Hospitality: Mauritius Groups Look Beyond Their Shores

Editorial March 11, 2026

Mauritius has long attracted international investment. A growing number of its own conglomerates are now reversing that flow, committing significant capital to markets across Africa, the Indian Ocean, and further afield. The vehicle is twofold: direct overseas expansion and structured strategic alliances.

IBL Group leads the outbound push. Its "Beyond Borders" programme, the group's formal internationalisation strategy, has seen it deploy roughly USD three hundred and eighty million across the Indian Ocean and East Africa over the past four to five years. The Lux Collective has signed new management contracts in the UAE and China. Beachcomber Resorts and Hotels is planning to acquire management control of a five-star property in Zanzibar, Tanzania.

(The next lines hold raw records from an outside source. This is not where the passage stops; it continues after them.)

//! Shared LLM service with two active profiles: `generation` and `embedding`.
//!
//! - Lives in the same Tokio runtime as the application.
//! - Construct once, wrap in `Arc`, and pass clones to dependents.
//! - Caches underlying HTTP clients per config (endpoint+model+key+timeout).
//! - Provides convenience methods to generate text and compute embeddings.
//!
//! # Example
//! ```no_run
//! use std::sync::Arc;
//! use ai_llm_service::service_profiles::LlmServiceProfiles;
//! use ai_llm_service::config::llm_model_config::LlmModelConfig;
//! use ai_llm_service::config::llm_provider::LlmProvider;
//!
//! #[tokio::main]
//! async fn main() -> Result<(), Box<dyn std::error::Error>> {
//!     let generation = LlmModelConfig {
//!         provider: LlmProvider::Ollama,
//!         model: "qwen3:14b".into(),
//!         endpoint: "http://localhost:11434".into(),
//!         api_key: None,
//!         max_tokens: Some(500),
//!         temperature: Some(0.7),
//!         top_p: None,
//!         timeout_secs: Some(60),
//!     };
//!     let embedding = LlmModelConfig {
//!         model: "nomic-embed-text".into(),
//!         temperature: Some(0.0),
//!         ..generation.clone()
//!     };
//!
//!     let svc = Arc::new(LlmServiceProfiles::new(generation, embedding));
//!
//!     let txt = svc.generate("Hello world", None).await?;
//!     println!("ANSWER: {}", txt);
//!
//!     let emb = svc.embed("Ferris").await?;
//!     println!("Embedding dim = {}", emb.len());
//!
//!     Ok(())
//! }
//! ```

use std::{
    collections::HashMap,
    hash::{Hash, Hasher},
    sync::Arc,
    time::Instant,
};

use tokio::sync::RwLock;

use crate::config::{llm_model_config::LlmModelConfig, llm_provider::LlmProvider};
use crate::error_handler::AiLlmError;
use crate::health_service::HealthStatus;
use crate::services::{ollama_service::OllamaService, open_ai_service::OpenAiService};

/// Short prompt used by the generation health probe.
const HEALTH_PROMPT: &str = "Hello";

/// Probe text used by the embedding health probe.
const HEALTH_EMBED_INPUT: &str = "health probe";

/// Shared service that manages the **generation** and **embedding** profiles.
///
/// Internally, it caches Ollama/OpenAI clients keyed by their configuration
/// to avoid recreating HTTP clients on each call.
pub struct LlmServiceProfiles {
    generation: LlmModelConfig,
    embedding: LlmModelConfig,

    ollama: RwLock<HashMap<ClientKey, Arc<OllamaService>>>,
    openai: RwLock<HashMap<ClientKey, Arc<OpenAiService>>>,
}

impl LlmServiceProfiles {
    /// Creates a new service with the two profiles.
    pub fn new(generation: LlmModelConfig, embedding: LlmModelConfig) -> Self {
        Self {
            generation,
            embedding,
            ollama: RwLock::new(HashMap::new()),
            openai: RwLock::new(HashMap::new()),
        }
    }

    /// Generates text using the **generation** profile.
    ///
    /// # Arguments
    /// - `prompt`: user-turn text.
    /// - `system`: optional system instruction.
    ///
    /// # Errors
    /// Returns [`AiLlmError`] if generation fails.
    pub async fn generate(&self, prompt: &str, system: Option<&str>) -> Result<String, AiLlmError> {
        match self.generation.provider {
            LlmProvider::Ollama => {
                let cli = self.get_or_init_ollama(&self.generation).await?;
                cli.generate(prompt, system).await
            }
            LlmProvider::OpenAI => {
                let cli = self.get_or_init_openai(&self.generation).await?;
                cli.generate(prompt, system).await
            }
        }
    }

    /// Computes embeddings using the **embedding** profile.
    ///
    /// # Errors
    /// Returns [`AiLlmError`] if embedding fails.
    pub async fn embed(&self, input: &str) -> Result<Vec<f32>, AiLlmError> {
        match self.embedding.provider {
            LlmProvider::Ollama => {
                let cli = self.get_or_init_ollama(&self.embedding).await?;
                cli.embeddings(input).await
            }
            LlmProvider::OpenAI => {
                let cli = self.get_or_init_openai(&self.embedding).await?;
                cli.embeddings(input).await
            }
        }
    }

    /// Functional health probe for the generation profile.
    ///
    /// Issues a trivial prompt and reports whether a response was obtained.
    /// This method is **resilient**: any failure is converted into a
    /// `HealthStatus { ok: false, .. }` snapshot.
    pub async fn health_generation(&self) -> HealthStatus {
        let start = Instant::now();
        match self.generate(HEALTH_PROMPT, None).await {
            Ok(_) => HealthStatus::ok(
                &self.generation,
                start.elapsed().as_millis(),
                "generation responded to a trivial prompt",
            ),
            Err(e) => HealthStatus::fail(&self.generation, start.elapsed().as_millis(), e.to_string()),
        }
    }

    /// Functional health probe for the embedding profile.
    ///
    /// Embeds a short probe text and requires a non-empty vector back.
    /// Resilient: never returns an error.
    pub async fn health_embedding(&self) -> HealthStatus {
        let start = Instant::now();
        match self.embed(HEALTH_EMBED_INPUT).await {
            Ok(v) if !v.is_empty() => HealthStatus::ok(
                &self.embedding,
                start.elapsed().as_millis(),
                format!("embedding responded with dimension {}", v.len()),
            ),
            Ok(_) => HealthStatus::fail(
                &self.embedding,
                start.elapsed().as_millis(),
                "embedding responded with an empty vector",
            ),
            Err(e) => HealthStatus::fail(&self.embedding, start.elapsed().as_millis(), e.to_string()),
        }
    }

    /// Returns references to the current profiles `(generation, embedding)`.
    pub fn profiles(&self) -> (&LlmModelConfig, &LlmModelConfig) {
        (&self.generation, &self.embedding)
    }

    /* --------------------- Internals --------------------- */

    async fn get_or_init_ollama(
        &self,
        cfg: &LlmModelConfig,
    ) -> Result<Arc<OllamaService>, AiLlmError> {
        let key = ClientKey::from(cfg);
        if let Some(cli) = self.ollama.read().await.get(&key).cloned() {
            return Ok(cli);
        }
        let mut w = self.ollama.write().await;
        if let Some(cli) = w.get(&key).cloned() {
            return Ok(cli);
        }
        let cli = Arc::new(OllamaService::new(cfg.clone())?);
        w.insert(key, cli.clone());
        Ok(cli)
    }

    async fn get_or_init_openai(
        &self,
        cfg: &LlmModelConfig,
    ) -> Result<Arc<OpenAiService>, AiLlmError> {
        let key = ClientKey::from(cfg);
        if let Some(cli) = self.openai.read().await.get(&key).cloned() {
            return Ok(cli);
        }
        let mut w = self.openai.write().await;
        if let Some(cli) = w.get(&key).cloned() {
            return Ok(cli);
        }
        let cli = Arc::new(OpenAiService::new(cfg.clone())?);
        w.insert(key, cli.clone());
        Ok(cli)
    }
}

/// Internal cache key to identify unique client configs.
#[derive(Clone, Eq)]
struct ClientKey {
    provider: LlmProvider,
    endpoint: String,
    model: String,
    api_key: Option<String>,
    timeout: Option<u64>,
}

impl From<&LlmModelConfig> for ClientKey {
    fn from(cfg: &LlmModelConfig) -> Self {
        Self {
            provider: cfg.provider,
            endpoint: cfg.endpoint.clone(),
            model: cfg.model.clone(),
            api_key: cfg.api_key.clone(),
            timeout: cfg.timeout_secs,
        }
    }
}

impl PartialEq for ClientKey {
    fn eq(&self, other: &Self) -> bool {
        self.provider == other.provider
            && self.endpoint == other.endpoint
            && self.model == other.model
            && self.api_key == other.api_key
            && self.timeout == other.timeout
    }
}

impl Hash for ClientKey {
    fn hash<H: Hasher>(&self, state: &mut H) {
        self.provider.hash(state);
        self.endpoint.hash(state);
        self.model.hash(state);
        if let Some(ref k) = self.api_key {
            k.hash(state);
        } else {
            0usize.hash(state);
        }
        self.timeout.hash(state);
    }
}

#[cfg(test)]
mod tests {
    use super::*;

    fn cfg(model: &str) -> LlmModelConfig {
        LlmModelConfig {
            provider: LlmProvider::Ollama,
            model: model.into(),
            endpoint: "http://localhost:11434".into(),
            api_key: None,
            max_tokens: None,
            temperature: Some(0.0),
            top_p: None,
            timeout_secs: Some(30),
        }
    }

    #[test]
    fn client_key_distinguishes_models() {
        let a = ClientKey::from(&cfg("a"));
        let b = ClientKey::from(&cfg("b"));
        let a2 = ClientKey::from(&cfg("a"));
        assert!(a == a2);
        assert!(a != b);
    }

    #[tokio::test]
    async fn ollama_clients_are_cached_per_config() {
        let svc = LlmServiceProfiles::new(cfg("gen"), cfg("emb"));
        let c1 = svc.get_or_init_ollama(&cfg("gen")).await.unwrap();
        let c2 = svc.get_or_init_ollama(&cfg("gen")).await.unwrap();
        assert!(Arc::ptr_eq(&c1, &c2));
        let c3 = svc.get_or_init_ollama(&cfg("emb")).await.unwrap();
        assert!(!Arc::ptr_eq(&c1, &c3));
    }
}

New Mauritius Hotels, the hospitality arm of ER Group, has committed over six hundred million Moroccan dirhams (approximately USD sixty to sixty-five million) to the second phase of its Royal Palm Marrakech resort. CIEL Group is simultaneously expanding its healthcare network in Uganda alongside its hotel portfolio.

Alliances Accelerate Market Entry

Some moves rely on partnership rather than direct ownership. IBL, through its Make Distribution subsidiary, has initiated an alliance with Caillé Grande Distribution in Réunion to merge their retail networks under a single entity. Caillé would hold approximately sixty percent, with IBL retaining forty percent. The deal, currently under review by Réunion’s competition authority, aims to rationalise operations and protect employment. On the beverages side, Phoenix Beverages, an IBL-owned company, acquired a fifty-four percent stake in Seychelles Breweries from Diageo for approximately USD eighty million, opening access to a tourism-linked drinks market.

A Changing Industry Profile

IBL now generates fifty-four percent of its revenue and seventy-two percent of its growth from outside Mauritius. Across CIEL, ER Group, Beachcomber, and The Lux Collective, the pattern is consistent: Mauritius-based groups are building multi-market platforms to reduce single-economy risk and capture growth beyond their home island.